The public should continue to press the Judicial Conference and Congress for reform. Absent a binding rule, the legal community and public should be aware of the tools that districts and judges have to address judge shopping and press the expectation that more of them will use these tools.
Districts can revise their rules, as several have done since the conference issued its guidance. Judges, for their part, can stress in their individual rules that they will only hear cases that are connected to their division, and they can actively invite arguments that a case would be more appropriately heard elsewhere, as at least one Texas judge does. They can use existing venue rules to discourage judge shopping, as some have tried to do.
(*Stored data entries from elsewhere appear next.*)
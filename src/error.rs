use std::fmt;

/// The single error produced by cronex.
///
/// Every parse failure reports as this sentinel: wrong token count,
/// malformed field syntax, a bad range, or an unparseable step. It carries
/// no positional detail.
#[derive(Debug, Clone, Copy, PartialEq, Eq)]
pub struct InvalidExpression;

impl fmt::Display for InvalidExpression {
    fn fmt(&self, f: &mut fmt::Formatter<'_>) -> fmt::Result {
        f.write_str("invalid cron expression")
    }
}

impl std::error::Error for InvalidExpression {}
Additionally, judges can decline to issue nationwide injunctions, instead issuing more limited declaratory relief that protects the plaintiffs but also allows an issue to be litigated in multiple courts and percolate up to the Supreme Court more deliberatively.
There are conservative judges in our system who have taken all these steps, along with liberal judges — reinforcing that random case assignment need not be a partisan issue. Moreover, these measures work. Since one Texas judge revised his published individual practices to discourage judge shopping, advocacy groups have stopped trying to use his court as a venue for seeking nationwide injunctions. And since the Western District of Texas began requiring random assignments for patent cases, the share of cases assigned to the Waco judge plummeted.
But as the backlash to the conference guidance confirms, voluntary observance isn’t enough. Only binding rules by national policymakers can fix this problem in the places where it’s most entrenched.